If you don't like the relic thing, a Fender 62 or 57 reissue will be close as well.
#7
seems like you really don't know much about equipment. if you think that just by buying a similar strat to what john plays is going to make you sound like him you will be sorely disappointed. his sound is a combo of guitar, amps and fx. the biggest thing though is his playing style which you can't just buy. tone chasing is a fools errand and even if he let you come up on stage and play through his very own equipment that still wouldn't guarentee that you'd sound like him.
#8
Sure, but a vintage strat is clearly a cornerstone of the sound, as is a Marshall. He's just starting out with gear it seems, so buying the entire Moog catalog is not a good idea.
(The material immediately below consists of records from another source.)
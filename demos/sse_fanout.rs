//! # Example: sse_fanout
//!
//! A bare-bones SSE endpoint over raw TCP: every connection gets a `hello`
//! frame, one `clock.tick` event per second and a `ping` every 5 seconds.
//!
//! ## Flow
//! ```text
//! TcpListener::accept ──► write SSE_HEADERS ──► serve_stream(SseWriter<TcpStream>)
//! ticker ──► publish("clock.tick") ──► Broker ──► every connection
//! Ctrl-C ──► shutdown ──► every connection loop returns
//! ```
//!
//! ## Run
//! ```bash
//! cargo run --example sse_fanout
//! curl -N http://127.0.0.1:8080/events
//! ```

use std::sync::Arc;
use std::time::Duration;

use backchannel::{Backchannel, BrokerConfig, Config, SSE_HEADERS, SseWriter};
use serde_json::json;
use tokio::io::{AsyncReadExt, AsyncWriteExt};
use tokio::net::{TcpListener, TcpStream};
use tokio_util::sync::CancellationToken;
use tracing_subscriber::EnvFilter;

async fn handle(
    bc: Arc<Backchannel>,
    mut stream: TcpStream,
) -> Result<(), Box<dyn std::error::Error + Send + Sync>> {
    // The request itself is irrelevant here; read whatever arrived.
    let mut buf = [0u8; 1024];
    let _ = stream.read(&mut buf).await?;

    let mut head = String::from("HTTP/1.1 200 OK\r\n");
    for (name, value) in SSE_HEADERS {
        head.push_str(&format!("{name}: {value}\r\n"));
    }
    head.push_str("\r\n");
    stream.write_all(head.as_bytes()).await?;

    let mut writer = SseWriter::new(stream);
    bc.serve_stream(CancellationToken::new(), &mut writer).await?;
    Ok(())
}

#[tokio::main]
async fn main() -> Result<(), Box<dyn std::error::Error>> {
    tracing_subscriber::fmt()
        .with_env_filter(EnvFilter::try_from_default_env().unwrap_or_else(|_| "debug".into()))
        .init();

    let cfg = Config {
        broker: BrokerConfig {
            mailbox_capacity: 16,
            keepalive: Duration::from_secs(5),
        },
        ..Config::default()
    };
    let bc = Arc::new(Backchannel::new(cfg));
    let listener = TcpListener::bind("127.0.0.1:8080").await?;
    println!("[main] listening on http://127.0.0.1:8080/events");

    let ticker = Arc::clone(&bc);
    tokio::spawn(async move {
        let mut n = 0u64;
        while !ticker.is_shut_down() {
            tokio::time::sleep(Duration::from_secs(1)).await;
            n += 1;
            ticker.publish("clock.tick", json!({ "n": n })).await;
        }
    });

    let acceptor = Arc::clone(&bc);
    tokio::spawn(async move {
        while let Ok((stream, peer)) = listener.accept().await {
            let bc = Arc::clone(&acceptor);
            tokio::spawn(async move {
                if let Err(e) = handle(bc, stream).await {
                    println!("[conn {peer}] closed: {e}");
                }
            });
        }
    });

    bc.shutdown_on_signal().await?;
    println!("[main] stopped");
    Ok(())
}
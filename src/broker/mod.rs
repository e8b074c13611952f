//! Realtime fan-out to stream subscribers.
//!
//! - [`Broker`] registry of bounded mailboxes, broadcast and connection loop
//! - [`Event`] what is broadcast
//! - [`Frame`] / [`StreamWriter`] / [`SseWriter`] how it reaches the client

mod event;
mod registry;
mod stream;

pub use event::Event;
pub use registry::{Broker, BrokerConfig, SubscriberId, Subscription};
pub use stream::{Frame, SSE_HEADERS, SseWriter, StreamWriter};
Starting with the right guitar and amp is the right idea, I think. A reissue or replica '50s or '60s strat and a JCM800 or a Jubilee are the place to start, and get you a solid base for the sound. From there, a DS-2 and a big Muff get you 90% of the non-treated tones he uses live.

Asking for "the most vintage" guitar is not a great question to ask, since there was plenty of variance in vintage strats, but trying to find a strat that sounds similar to a '54-'63 model is a fine idea if you like the Frusciante sound.
#9
In my opinion with that budget you could be buying a Custom Shop guitar which will be expertly built and be great to play, then you could drop in some similar pickups. Just go and try some out, that's what I'd do if I were you.
#11
Quote by Roc8995
Sure, but a vintage strat is clearly a cornerstone of the sound, as is a Marshall. He's just starting out with gear it seems, so buying the entire Moog catalog is not a good idea. Starting with the right guitar and amp is the right idea, I think. A reissue or replica '50s or '60s strat and a JCM800 or a Jubilee are the place to start, and get you a solid base for the sound. From there, a DS-2 and a big Muff get you 90% of the non-treated tones he uses live.

Asking for "the most vintage" guitar is not a great question to ask, since there was plenty of variance in vintage strats, but trying to find a strat that sounds similar to a '54-'63 model is a fine idea if you like the Frusciante sound.


this isn't correct though. just having similar gear in no way assures you to have a similar sound. it would seem that easy but the reality is that it isn't. there are tons of threads all over the net about getting Johns sound if it was as easy as getting similar gear then i'd guess that there would be no need for all those threads. my response is to point this out so the OP doesn't just blindly spend his money and end up disappointed.
#12
I think it is correct. It takes some practice and attention to technique to get that sound. That doesn't mean that there's no point in getting gear that will reward those techniques, though.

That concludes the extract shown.